Do you think the Taliban are serious when they say that terror groups will not be allowed to target neighboring countries?
The threat of the spread of terrorism from Afghanistan to neighboring countries undoubtedly remains in our focus. Russia as well as other regional countries are ready to assist the Afghan side in tackling this issue. We see that the Taliban forces are doing serious job to fight ISIS and other terrorist groups in the country, although they are still far from solving the problem as a whole. Unfortunately, several terrorist acts have been committed recently, including at the Russian Embassy in Kabul in September.
Can the international community or even the members of the Moscow Format of consultations on Afghanistan trust Taliban to be a responsible partner to contain international terrorism?
I would like to draw your attention to the fact that during the 4th meeting of the Moscow Format Consultations on Afghanistan (Moscow, November 16) the participants underscored a special importance of countering terrorist threat emanating from the Afghan territory. The Joint Statement of the Moscow Format strongly recommended Afghanistan“to fulfil its commitments to eradicate terrorism and drug trafficking emanating from its territory, take more visible steps against all terrorist organizations, and to firmly fight, dismantle and eliminate them, so as to ensure that Afghanistan would never again serve as a breeding ground, safe haven or source of proliferation for terrorism”.
Once again, it is worth paying tribute to the counterterrorism measures taken by the Taliban government, but we believe them to be insufficient. We emphasize it in our contacts with Kabul.
Is Taliban willing to negotiate around security obligations as was indicated in the Moscow Format?
First of all, I would like to note that the Taliban welcomed the outcomes of the Moscow Format meeting and supported statements by the participants regarding facilitation of peaceful post-conflict development of Afghanistan,unacceptability of the use of the Afghan territory to threaten any country andset upmilitary infrastructure in Afghanistan by any third country. As for the latter, this is a legitimate demand of any state, which is based on the principle of noninterference indomestic affairs.
In this context, Russia, for instance, is particularly concerned about the attempts still undertaken by the USA to anyhow get back the capabilities to control and influence the processes undergoing in Afghanistan, including by means of establishing its military infrastructure in neighboring countries. However, to be honest, Washington could make more meaningful contributionif it had unfrozen the Afghan financial assets, which are essential for the Taliban authorities including for building up its counterterrorist capacity.

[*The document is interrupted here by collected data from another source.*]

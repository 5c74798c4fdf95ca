//! Periodic reminder scans.
//!
//! A tokio task ticks every `interval`, runs a scan through
//! `CoreState::run_dispatch` (which refuses to overlap a running scan),
//! and prunes old medication markers once a day. Shutdown lets the scan
//! in progress finish.

use std::sync::Arc;
use std::time::{Duration, Instant};

use tokio::sync::oneshot;
use tokio::task::JoinHandle;
use tokio::time::MissedTickBehavior;

use crate::core_state::{CoreState, ScanOutcome};

const PRUNE_EVERY: Duration = Duration::from_secs(24 * 60 * 60);

pub struct SchedulerHandle {
    shutdown_tx: Option<oneshot::Sender<()>>,
    handle: Option<JoinHandle<()>>,
}

impl SchedulerHandle {
    /// Ask the loop to stop after the current scan.
    pub fn shutdown(&mut self) {
        if let Some(tx) = self.shutdown_tx.take() {
            let _ = tx.send(());
        }
    }

    /// Stop and wait for the loop to exit.
    pub async fn stop(mut self) {
        self.shutdown();
        if let Some(handle) = self.handle.take() {
            if let Err(e) = handle.await {
                tracing::warn!(error = %e, "Reminder scheduler task ended abnormally");
            }
        }
    }
}

impl Drop for SchedulerHandle {
    fn drop(&mut self) {
        self.shutdown();
    }
}

/// Spawn the scheduler. The first scan runs immediately.
pub fn start_reminder_scheduler(core: Arc<CoreState>, interval: Duration) -> SchedulerHandle {
    let (shutdown_tx, shutdown_rx) = oneshot::channel();
    let handle = tokio::spawn(scheduler_loop(core, interval, shutdown_rx));

    SchedulerHandle {
        shutdown_tx: Some(shutdown_tx),
        handle: Some(handle),
    }
}

async fn scheduler_loop(core: Arc<CoreState>, interval: Duration, mut shutdown_rx: oneshot::Receiver<()>) {
    tracing::info!(interval_secs = interval.as_secs(), "Reminder scheduler started");
    let mut ticker = tokio::time::interval(interval);
    ticker.set_missed_tick_behavior(MissedTickBehavior::Skip);
    let mut last_prune: Option<Instant> = None;

    loop {
        tokio::select! {
            _ = &mut shutdown_rx => break,
            _ = ticker.tick() => {}
        }

        match core.run_dispatch().await {
            ScanOutcome::Completed(summary) if !summary.success => {
                tracing::warn!(error = ?summary.error, "Scheduled reminder scan failed");
            }
            ScanOutcome::Completed(_) => {}
            ScanOutcome::AlreadyRunning => {
                tracing::debug!("Scheduled scan skipped; a triggered scan is running");
            }
        }

        if last_prune.map_or(true, |at| at.elapsed() >= PRUNE_EVERY) {
            match core.prune_ledger().await {
                Ok(removed) => tracing::info!(removed, "Pruned dispatch ledger"),
                Err(e) => tracing::warn!(error = %e, "Dispatch ledger pruning failed"),
            }
            last_prune = Some(Instant::now());
        }
    }
    tracing::info!("Reminder scheduler shutting down");
}

#[cfg(test)]
mod tests {
    use super::*;
    use crate::config::AppConfig;
    use crate::core_state::testing::test_core;
    use crate::db;
    use crate::db::repository::fixtures::{at, medication, seed_user};
    use crate::flows::client::mock::MockCompletion;

    #[tokio::test]
    async fn first_tick_scans_and_stop_joins() {
        let t = test_core(AppConfig::default(), MockCompletion::new("{}"), at(2026, 3, 2, 8, 0));
        t.core
            .db()
            .with_conn(|conn| {
                seed_user(conn, "u-1", &["tok-a"]);
                db::insert_medication(conn, &medication("med-1", "u-1", &["08:00"], &["Lundi"]))
            })
            .unwrap();

        let handle = start_reminder_scheduler(t.core.clone(), Duration::from_secs(3600));
        for _ in 0..100 {
            if t.core.last_summary().is_some() {
                break;
            }
            tokio::time::sleep(Duration::from_millis(10)).await;
        }
        handle.stop().await;

        let summary = t.core.last_summary().expect("scheduler should have scanned");
        assert_eq!(summary.medications_sent, 1);
        assert_eq!(t.push.sent_count(), 2, "welcome plus medication");
    }

    #[tokio::test]
    async fn repeated_ticks_do_not_resend() {
        let t = test_core(AppConfig::default(), MockCompletion::new("{}"), at(2026, 3, 2, 8, 0));
        t.core
            .db()
            .with_conn(|conn| {
                seed_user(conn, "u-1", &["tok-a"]);
                db::insert_medication(conn, &medication("med-1", "u-1", &["08:00"], &["Lundi"]))
            })
            .unwrap();

        let handle = start_reminder_scheduler(t.core.clone(), Duration::from_millis(20));
        tokio::time::sleep(Duration::from_millis(150)).await;
        handle.stop().await;

        assert_eq!(t.push.sent_count(), 2);
    }
}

Do you think that Taliban has total control over Afghanistan?
The objective reality is that the Taliban controls almost all the territory of Afghanistan. An interim government has been formed, and it is functioning. Alternativeopposition forces are not competitive to the Taliban. Terrorist groups (such as ISIS, the East Turkestan Islamic Movement, the Islamic Movement of Uzbekistan, Jamaat Ansarullah, etc.) are still active in the North, the East and in other parts of the state.It is true that representatives of religious or ethnic minorities often become victims of terrorist attacks, first of all, by ISIS. Explosions took place in Shiah areas and near a Sikh Gurudwara.
What is the Russian position on Taliban seeking international recognition?
We see that in fact it is already happening: representatives of the Taliban government participate, representing Afghanistan, in multilateral regional meetings and international conferences such as the 3rd meeting of the Moscow Format Consultations (October 20, 2021), the Tunxi Initiative of the Neighboring Countries of Afghanistan (March 31, 2022) and the Tashkent International Conference (July 25-26, 2022).
As for the UN, we consider it inappropriate if the positionof the Permanent Representative of Afghanistanis further occupied by Mr Faiq, Charge d’Affaires of the Islamic Republic of Afghanistan,since he neither represents the interests of the current Afghan authorities, nor the former regime.In particular, in March 2022 on behalf of Afghanistan he joined the anti-Russian resolution in the UN General Assembly (“Aggression against Ukraine”, March 2, 2022), while a group of old-regime Ambassadors indicated that his position was not coordinated with them while he also ignored the traditional principles of the Afghani foreign policy.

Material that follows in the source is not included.